One of the biggest beauty trends to hit the country is plastic surgery. A veritable bevy of surgeries are available for the Iranian elite from facelifts to tattooed make-up to glittering rhinestones surgically implanted in the gums. However, the most popular surgical procedure is rhinoplasty, or the common nose job.  The procedure is so in demand that Iran has become the nose job capital of the world. There are an estimated 3,000 licensed plastic surgeons in Tehran alone. And the majority of Iranian plastic surgeons have performed tens of thousands of procedures, which is much more than their western counterparts often perform in a single year.

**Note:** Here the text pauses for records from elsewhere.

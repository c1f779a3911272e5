//! Email subjects and bodies.

use crate::notifier::VERIFICATION_CODE_TTL_MINUTES;

const BRAND: &str = "WebToApp AI";

pub fn verification_subject() -> String {
    format!("Verify your email address - {BRAND}")
}

pub fn verification_text(code: &str) -> String {
    format!(
        "Welcome to {BRAND}!\n\n\
         Please verify your email address by entering this code: {code}\n\n\
         This code will expire in {VERIFICATION_CODE_TTL_MINUTES} minutes.\n\n\
         If you didn't create an account with us, please ignore this email.\n\n\
         Best regards,\nThe {BRAND} Team\n"
    )
}

pub fn verification_html(code: &str) -> String {
    format!(
        r#"<!DOCTYPE html>
<html>
<head><meta charset="utf-8"><title>Email Verification - {BRAND}</title></head>
<body style="font-family: Arial, sans-serif; line-height: 1.6; color: #333;">
  <div style="max-width: 600px; margin: 0 auto; padding: 20px;">
    <h1>Welcome to {BRAND}!</h1>
    <p>Thank you for signing up. To complete your registration, enter the verification code below:</p>
    <div style="border: 2px dashed #3B82F6; padding: 20px; text-align: center; border-radius: 8px;">
      <span style="font-size: 28px; font-weight: bold; color: #3B82F6; letter-spacing: 4px;">{code}</span>
    </div>
    <p>This code will expire in {VERIFICATION_CODE_TTL_MINUTES} minutes.</p>
    <p>If you didn't create an account with us, please ignore this email.</p>
    <p>Best regards,<br>The {BRAND} Team</p>
  </div>
</body>
</html>"#
    )
}

pub fn plan_upgrade_subject(plan: &str) -> String {
    format!("Welcome to {plan} Plan - {BRAND}")
}

/// Features unlocked by a paid plan, listed in the upgrade email.
const PAID_FEATURES: &[&str] = &[
    "iOS app generation",
    "Desktop app generation",
    "Unlimited app conversions",
    "Priority support",
    "Advanced customization options",
];

pub fn plan_upgrade_text(plan: &str) -> String {
    let features: String = PAID_FEATURES.iter().map(|f| format!("  - {f}\n")).collect();
    format!(
        "Congratulations!\n\n\
         Your {BRAND} account has been upgraded to the {plan} plan.\n\n\
         You now have access to:\n{features}\n\
         Best regards,\nThe {BRAND} Team\n"
    )
}

pub fn plan_upgrade_html(plan: &str) -> String {
    let features: String = PAID_FEATURES
        .iter()
        .map(|f| format!("<li>{f}</li>"))
        .collect();
    format!(
        r#"<!DOCTYPE html>
<html>
<head><meta charset="utf-8"><title>Plan Upgraded - {BRAND}</title></head>
<body style="font-family: Arial, sans-serif; line-height: 1.6; color: #333;">
  <div style="max-width: 600px; margin: 0 auto; padding: 20px;">
    <h1>Plan Upgraded Successfully!</h1>
    <p>Your {BRAND} account has been upgraded to:</p>
    <p style="text-align: center;"><strong style="text-transform: uppercase;">{plan} Plan</strong></p>
    <p>You now have access to:</p>
    <ul>{features}</ul>
    <p>Best regards,<br>The {BRAND} Team</p>
  </div>
</body>
</html>"#
    )
}

#[cfg(test)]
mod tests {
    use super::*;

    #[test]
    fn verification_text_mentions_expiry() {
        assert!(verification_text("000111").contains("expire in 15 minutes"));
    }

    #[test]
    fn upgrade_bodies_list_every_feature() {
        let text = plan_upgrade_text("pro");
        let html = plan_upgrade_html("pro");
        for feature in PAID_FEATURES {
            assert!(text.contains(feature));
            assert!(html.contains(feature));
        }
    }
}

The cost of a nose job in Iran ranges from between $3,000-$5,000 a pop and is something that only the wealthy can afford. Rich Iranians who have the procedure often wear their bandages for weeks longer than they are supposed to in an obvious attempt to show off their ‘red badge of courage’. And even those who cannot afford the luxury of a nose job still try to increase their social status by donning fake bandages in a bid to create the illusion that they had the surgery.

Notably, Iranian men are just as likely to opt for plastic surgery as their female compatriots are. Years ago, it would have been a bit taboo for men to even consider going under the knife for the sake of their looks. However, times have changed with some Iranian men choosing to have plastic surgery so that they will be more pleasing for women to look at and have a better chance of marrying a beautiful woman.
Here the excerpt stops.